The 49th Man is a 1953 American film noir crime film directed by Fred F. Sears and starring John Ireland and Richard Denning. It was released by Columbia Pictures. The Cold War thriller was based on a story by Ivan Tors and the screenplay written by Harry Essex.

The film's title is a cryptic reference to the men in the film hired to smuggle 48 nuclear weapons components into the United States as part of a secret war game and the unexpected 49th man, using the war game as cover, smuggling in a real atomic bomb as part of a plot to destroy an American city.

Plot
After a fatal car crash in Lordsburg, New Mexico, investigators find a mysterious machine component that they turn over to the nearby Los Alamos National Laboratory for identification. Scientists there declare that it is one component of an advanced portable nuclear weapon designed by an unknown, presumably hostile power.

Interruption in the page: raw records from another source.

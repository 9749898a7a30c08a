//! Thin command-line adapter around the rewriter.
//!
//! Loads the dataset and policy, parses the query, runs the rewrite for
//! the given user, and prints the input query, a "no ... constraints
//! applied" line per pass that made no change, and the output query.
//! Rewrite actions (removed triples, added filters) stream through
//! `tracing` on stderr; enable them with `RUST_LOG=info`.

mod error;

use std::path::PathBuf;

use clap::Parser;
use graphveil_graph::{Graph, SchemaView};
use graphveil_policy::PolicyStore;
use graphveil_rewrite::Rewriter;
use graphveil_sparql::parse_query;

use error::{CliError, CliResult};

/// Policy-driven SPARQL query rewriting.
#[derive(Parser)]
#[command(name = "graphveil", version, about)]
struct Cli {
    /// Turtle file holding the dataset and its schema
    #[arg(long)]
    dataset: PathBuf,

    /// JSON file holding the access-control policy
    #[arg(long)]
    policy: PathBuf,

    /// User identity the query runs as
    #[arg(long)]
    user: String,

    /// The SELECT query to rewrite
    #[arg(long, conflicts_with = "query_file")]
    query: Option<String>,

    /// Read the query from a file instead
    #[arg(long)]
    query_file: Option<PathBuf>,
}

fn init_tracing() {
    // Without an installed subscriber, `RUST_LOG=...` has no effect.
    // Default to "off" so stdout stays clean unless the user opts in.
    let filter =
        tracing_subscriber::EnvFilter::try_from_default_env().unwrap_or_else(|_| "off".into());

    tracing_subscriber::fmt()
        .with_env_filter(filter)
        .with_target(false)
        .with_writer(std::io::stderr)
        .init();
}

fn main() {
    init_tracing();

    if let Err(e) = run(Cli::parse()) {
        eprintln!("error: {e}");
        std::process::exit(1);
    }
}

fn run(cli: Cli) -> CliResult<()> {
    let query_string = match (&cli.query, &cli.query_file) {
        (Some(query), _) => query.clone(),
        (None, Some(path)) => std::fs::read_to_string(path).map_err(|source| CliError::Io {
            path: path.clone(),
            source,
        })?,
        (None, None) => return Err(CliError::MissingQuery),
    };

    let graph = Graph::load_turtle_file(&cli.dataset)?;
    let schema = SchemaView::from_graph(&graph);
    let policy = PolicyStore::load(&cli.policy)?;
    let query = parse_query(&query_string)?;

    println!("--- USER: {} ---", cli.user);
    println!("--- INPUT QUERY: ---");
    println!("{query}");
    println!();

    let rewriter = Rewriter::new(&graph, &schema, &policy, cli.user.as_str());
    let outcome = rewriter.rewrite(&query);

    if !outcome.node_applied {
        println!("no node constraints applied");
    }
    if !outcome.predicate_applied {
        println!("no predicate constraints applied");
    }
    if !outcome.attribute_applied {
        println!("no attribute constraints applied");
    }

    println!();
    println!("--- OUTPUT QUERY: ---");
    println!("{}", outcome.query);

    Ok(())
}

The discovery prompts Paul Reagan (Richard Denning), chief of the Security Investigation Division (SID), to send agent John Williams (John Ireland) to investigate the source of these components and to prevent them from being assembled into a functioning weapon. As more parts are smuggled into the United States, the investigation expands and a pattern begins to emerge which points to Marseilles, France.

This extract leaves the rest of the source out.